Specifically, that question is why, in our current legalistic, anti-discriminatory environment, can Hooters get away with hiring um, ‘highly qualified’ young women while keeping out the older women, the ‘less qualified’, and of course, men? (By the way, I’m still looking for a job, so if any Hooters managers in the Northwest Pennsylvania area are hiring, give me a ring.)

The only 'Hooters' you're going to see in this article; sorry to disappoint.
In other businesses, there’s been a movement away from such hiring requirements. To cite just one example, stewardesses (back before they were flight attendants) used to have a long list of qualifications in order to hold their position, from height and weight restrictions (arguably important when space is limited, as on early planes) to being women (that’s starting to get a bit questionable) to being young, attractive, and unmarried (can you see those qualifications ‘flying’ today without leading to protests and legal actions?).

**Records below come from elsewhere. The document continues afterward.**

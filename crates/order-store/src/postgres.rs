use std::collections::HashMap;

use async_trait::async_trait;
use chrono::{DateTime, Utc};
use sqlx::{
    PgPool, Postgres, Row, Transaction,
    postgres::{PgPoolOptions, PgRow},
};
use uuid::Uuid;

use crate::{
    CatalogId, CatalogKind, CatalogRef, LineItemId, LineItemRecord, OrderId, OrderRecord, Page,
    Result, StoreError,
    store::{CatalogStore, OrderStore, WriteOptions},
};

const SELECT_ORDERS: &str = r#"
    SELECT o.id, o.total_cents, o.created_at, o.updated_at,
           o.location_id, l.name AS location_name,
           o.status_id, s.name AS status_name
    FROM orders o
    JOIN catalog_entries l ON l.id = o.location_id
    JOIN catalog_entries s ON s.id = o.status_id
"#;

const SELECT_ITEMS: &str = r#"
    SELECT i.order_id, i.id, i.quantity,
           i.product_id, p.name AS product_name,
           i.size_id, z.name AS size_name,
           i.milk_id, m.name AS milk_name,
           i.espresso_shot_id, e.name AS espresso_shot_name
    FROM order_items i
    JOIN catalog_entries p ON p.id = i.product_id
    JOIN catalog_entries z ON z.id = i.size_id
    JOIN catalog_entries m ON m.id = i.milk_id
    JOIN catalog_entries e ON e.id = i.espresso_shot_id
    WHERE i.order_id = ANY($1)
    ORDER BY i.order_id, i.position
"#;

/// PostgreSQL-backed order store and catalog.
#[derive(Clone)]
pub struct PostgresOrderStore {
    pool: PgPool,
}

impl PostgresOrderStore {
    /// Creates a new PostgreSQL order store.
    pub fn new(pool: PgPool) -> Self {
        Self { pool }
    }

    /// Opens a connection pool to `database_url`.
    pub async fn connect(database_url: &str, max_connections: u32) -> Result<Self> {
        let pool = PgPoolOptions::new()
            .max_connections(max_connections)
            .connect(database_url)
            .await?;
        Ok(Self::new(pool))
    }

    /// Gets a reference to the underlying connection pool.
    pub fn pool(&self) -> &PgPool {
        &self.pool
    }

    /// Runs the database migrations.
    pub async fn run_migrations(&self) -> Result<()> {
        sqlx::migrate!("../../migrations").run(&self.pool).await?;
        tracing::info!("order store migrations applied");
        Ok(())
    }

    fn catalog_ref(
        row: &PgRow,
        kind: CatalogKind,
        id_col: &str,
        name_col: &str,
    ) -> Result<CatalogRef> {
        Ok(CatalogRef::new(
            kind,
            CatalogId::new(row.try_get(id_col)?),
            row.try_get::<String, _>(name_col)?,
        ))
    }

    fn row_to_order(row: &PgRow) -> Result<OrderRecord> {
        Ok(OrderRecord {
            id: OrderId::from_uuid(row.try_get::<Uuid, _>("id")?),
            location: Self::catalog_ref(
                row,
                CatalogKind::ConsumeLocation,
                "location_id",
                "location_name",
            )?,
            status: Self::catalog_ref(row, CatalogKind::OrderStatus, "status_id", "status_name")?,
            items: Vec::new(),
            total_cents: row.try_get("total_cents")?,
            created_at: row.try_get("created_at")?,
            updated_at: row.try_get("updated_at")?,
        })
    }

    fn row_to_item(row: &PgRow) -> Result<LineItemRecord> {
        let quantity: i32 = row.try_get("quantity")?;

        Ok(LineItemRecord {
            id: LineItemId::from_uuid(row.try_get::<Uuid, _>("id")?),
            product: Self::catalog_ref(row, CatalogKind::Product, "product_id", "product_name")?,
            size: Self::catalog_ref(row, CatalogKind::Size, "size_id", "size_name")?,
            milk: Self::catalog_ref(row, CatalogKind::Milk, "milk_id", "milk_name")?,
            espresso_shot: Self::catalog_ref(
                row,
                CatalogKind::EspressoShot,
                "espresso_shot_id",
                "espresso_shot_name",
            )?,
            // The schema enforces quantity >= 1.
            quantity: quantity.unsigned_abs(),
        })
    }

    /// Opens a read-only snapshot so order rows and their items come from
    /// the same committed state.
    async fn begin_snapshot(&self) -> Result<Transaction<'static, Postgres>> {
        let mut tx = self.pool.begin().await?;
        sqlx::query("SET TRANSACTION ISOLATION LEVEL REPEATABLE READ, READ ONLY")
            .execute(&mut *tx)
            .await?;
        Ok(tx)
    }

    /// Maps order rows and attaches their items, read through the same transaction.
    async fn load_orders(
        tx: &mut Transaction<'_, Postgres>,
        rows: &[PgRow],
    ) -> Result<Vec<OrderRecord>> {
        let orders = rows
            .iter()
            .map(Self::row_to_order)
            .collect::<Result<Vec<_>>>()?;
        Self::with_items(tx, orders).await
    }

    /// Loads the items of every given order and attaches them in position order.
    async fn with_items(
        tx: &mut Transaction<'_, Postgres>,
        mut orders: Vec<OrderRecord>,
    ) -> Result<Vec<OrderRecord>> {
        if orders.is_empty() {
            return Ok(orders);
        }

        let ids: Vec<Uuid> = orders.iter().map(|o| o.id.as_uuid()).collect();
        let rows = sqlx::query(SELECT_ITEMS)
            .bind(ids)
            .fetch_all(&mut **tx)
            .await?;

        let mut items: HashMap<Uuid, Vec<LineItemRecord>> = HashMap::new();
        for row in &rows {
            let order_id: Uuid = row.try_get("order_id")?;
            items
                .entry(order_id)
                .or_default()
                .push(Self::row_to_item(row)?);
        }

        for order in &mut orders {
            order.items = items.remove(&order.id.as_uuid()).unwrap_or_default();
        }
        Ok(orders)
    }

    async fn insert_items(
        tx: &mut Transaction<'_, Postgres>,
        order_id: OrderId,
        items: &[LineItemRecord],
    ) -> Result<()> {
        for (position, item) in items.iter().enumerate() {
            let quantity =
                i32::try_from(item.quantity).map_err(|_| StoreError::QuantityOutOfRange {
                    order_id,
                    quantity: item.quantity,
                })?;
            sqlx::query(
                r#"
                INSERT INTO order_items
                    (id, order_id, position, product_id, size_id, milk_id, espresso_shot_id, quantity)
                VALUES ($1, $2, $3, $4, $5, $6, $7, $8)
                "#,
            )
            .bind(item.id.as_uuid())
            .bind(order_id.as_uuid())
            .bind(position as i32)
            .bind(item.product.id.as_i64())
            .bind(item.size.id.as_i64())
            .bind(item.milk.id.as_i64())
            .bind(item.espresso_shot.id.as_i64())
            .bind(quantity)
            .execute(&mut **tx)
            .await?;
        }
        Ok(())
    }
}

#[async_trait]
impl OrderStore for PostgresOrderStore {
    async fn insert(&self, order: OrderRecord) -> Result<()> {
        let mut tx = self.pool.begin().await?;

        sqlx::query(
            r#"
            INSERT INTO orders (id, location_id, status_id, total_cents, created_at, updated_at)
            VALUES ($1, $2, $3, $4, $5, $6)
            "#,
        )
        .bind(order.id.as_uuid())
        .bind(order.location.id.as_i64())
        .bind(order.status.id.as_i64())
        .bind(order.total_cents)
        .bind(order.created_at)
        .bind(order.updated_at)
        .execute(&mut *tx)
        .await
        .map_err(|e| {
            if let sqlx::Error::Database(ref db_err) = e
                && db_err.constraint() == Some("orders_pkey")
            {
                return StoreError::DuplicateOrder(order.id);
            }
            StoreError::Database(e)
        })?;

        Self::insert_items(&mut tx, order.id, &order.items).await?;

        tx.commit().await?;
        Ok(())
    }

    async fn get(&self, id: OrderId) -> Result<Option<OrderRecord>> {
        let sql = format!("{SELECT_ORDERS} WHERE o.id = $1");
        let mut tx = self.begin_snapshot().await?;
        let rows = sqlx::query(&sql)
            .bind(id.as_uuid())
            .fetch_all(&mut *tx)
            .await?;
        let mut orders = Self::load_orders(&mut tx, &rows).await?;
        tx.commit().await?;

        Ok(orders.pop())
    }

    async fn list(&self, page: Page) -> Result<Vec<OrderRecord>> {
        // LIMIT NULL means no limit.
        let sql = format!("{SELECT_ORDERS} ORDER BY o.created_at ASC, o.id ASC LIMIT $1 OFFSET $2");
        let mut tx = self.begin_snapshot().await?;
        let rows = sqlx::query(&sql)
            .bind(page.limit.map(|limit| limit as i64))
            .bind(page.offset as i64)
            .fetch_all(&mut *tx)
            .await?;
        let orders = Self::load_orders(&mut tx, &rows).await?;
        tx.commit().await?;

        Ok(orders)
    }

    async fn replace(&self, order: OrderRecord, options: WriteOptions) -> Result<()> {
        let mut tx = self.pool.begin().await?;

        // The row lock taken by UPDATE serializes concurrent writers; a writer
        // that waited re-evaluates the updated_at predicate against the new row.
        let result = sqlx::query(
            r#"
            UPDATE orders
            SET location_id = $2, status_id = $3, total_cents = $4, updated_at = $5
            WHERE id = $1 AND ($6::timestamptz IS NULL OR updated_at = $6)
            "#,
        )
        .bind(order.id.as_uuid())
        .bind(order.location.id.as_i64())
        .bind(order.status.id.as_i64())
        .bind(order.total_cents)
        .bind(order.updated_at)
        .bind(options.expected_updated_at)
        .execute(&mut *tx)
        .await?;

        if result.rows_affected() == 0 {
            let actual: Option<DateTime<Utc>> =
                sqlx::query_scalar("SELECT updated_at FROM orders WHERE id = $1")
                    .bind(order.id.as_uuid())
                    .fetch_optional(&mut *tx)
                    .await?;

            let Some(actual) = actual else {
                return Err(StoreError::OrderNotFound(order.id));
            };
            tracing::debug!(order_id = %order.id, %actual, "conditional update lost the race");
            return Err(StoreError::PreconditionFailed {
                order_id: order.id,
                expected: options.expected_updated_at.unwrap_or(actual),
                actual,
            });
        }

        sqlx::query("DELETE FROM order_items WHERE order_id = $1")
            .bind(order.id.as_uuid())
            .execute(&mut *tx)
            .await?;
        Self::insert_items(&mut tx, order.id, &order.items).await?;

        tx.commit().await?;
        Ok(())
    }

    async fn most_recent(&self) -> Result<Option<OrderRecord>> {
        let sql = format!("{SELECT_ORDERS} ORDER BY o.updated_at DESC, o.id DESC LIMIT 1");
        let mut tx = self.begin_snapshot().await?;
        let rows = sqlx::query(&sql).fetch_all(&mut *tx).await?;
        let mut orders = Self::load_orders(&mut tx, &rows).await?;
        tx.commit().await?;

        Ok(orders.pop())
    }

    async fn count(&self) -> Result<usize> {
        let count: i64 = sqlx::query_scalar("SELECT COUNT(*) FROM orders")
            .fetch_one(&self.pool)
            .await?;
        Ok(count as usize)
    }
}

#[async_trait]
impl CatalogStore for PostgresOrderStore {
    async fn resolve_by_name(&self, kind: CatalogKind, name: &str) -> Result<Option<CatalogRef>> {
        let id: Option<i64> =
            sqlx::query_scalar("SELECT id FROM catalog_entries WHERE kind = $1 AND name = $2")
                .bind(kind.as_str())
                .bind(name)
                .fetch_optional(&self.pool)
                .await?;

        Ok(id.map(|id| CatalogRef::new(kind, CatalogId::new(id), name)))
    }

    async fn seed(&self, kind: CatalogKind, name: &str) -> Result<CatalogRef> {
        let id: i64 = sqlx::query_scalar(
            r#"
            INSERT INTO catalog_entries (kind, name)
            VALUES ($1, $2)
            ON CONFLICT ON CONSTRAINT unique_catalog_kind_name
            DO UPDATE SET name = EXCLUDED.name
            RETURNING id
            "#,
        )
        .bind(kind.as_str())
        .bind(name)
        .fetch_one(&self.pool)
        .await?;

        Ok(CatalogRef::new(kind, CatalogId::new(id), name))
    }
}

Now, of course, such restrictions have all but disappeared in the flight attendant field; I’ve been on several flights, and the stereotypical beautiful female stewardess (launcher of a thousand ‘Coffee? Tea? Or Me?’ jokes) hasn’t appeared on a single one. (More often than not, I have a male flight attendant; this is probably for the best, as my last flight was with my fiancee.) Given all of this, why can Hooters use gender and ‘high qualifications’ as a hiring qualification while airlines can’t?
Bona Fide Occupational Qualifications
The answer is bona fide occupational qualifications. Title 29, Chapter 14, Section 623 of the United States Code (wow, that’s a mouthful) allows companies and other employers to make particular qualifications a condition of employment, even ones that violate other sections of the anti-discrimination law, in situations:
where age is a bona fide occupational qualification reasonably necessary to the normal operation of the particular business, or where the differentiation is based on reasonable factors other than age, or where such practices involve an employee in a workplace in a foreign country, and compliance with such subsections would cause such employer, or a corporation controlled by such employer, to violate the laws of the country in which such workplace is located.
The goal of this subsection is to prevent anti-discrimination laws from forcing companies or other organization to make hiring decisions that would oppose the mission of said organization. The Catholic church doesn’t have to hire non-Catholic priests, bus and plane companies can set age, eyesight and physical fitness requirements to ensure rider safety, and companies in countries that prohibit women from working can hire all men for their operations in those countries.
All of this gives Hooters the legal protection that they need to justify their hiring practices. You can legally hire only attractive women to work in your wing and beer joint if they are necessary for the normal operation of the business. (No argument from me; goodness knows that with all the places to get wings and beer, you need to have something to set your chain apart from the crowd.)
This hasn’t stopped several men from raising law suits regarding discrimination against men in Hooter’s hiring practices. In response, Hooters has raised the bono fide occupational qualifications argument, that their qualifications for waitresses are needed for the business model to work. (Again, when your business model is getting guys to come in, ogle girls, drink, and eat wings, it helps to have plenty of cute, attractive girls in skimpy outfits to facilitate the ogling.) As a result, Hooters has added positions for men (again, I’m available), although for the waitresses, it’s still young, cute, ‘highly qualified’, and of course, female.
So, next time you head out to visit your local Hooters, remember: you’re not just trying to get drunk, eat wings, and stare at cute girls, you’re supporting an innovative business using a bono fide occupational qualifications methodology to support sales. If that works on your wife, girlfriend, or other significant other, let me know; there’s no way I’m trying on Sondra without some proof.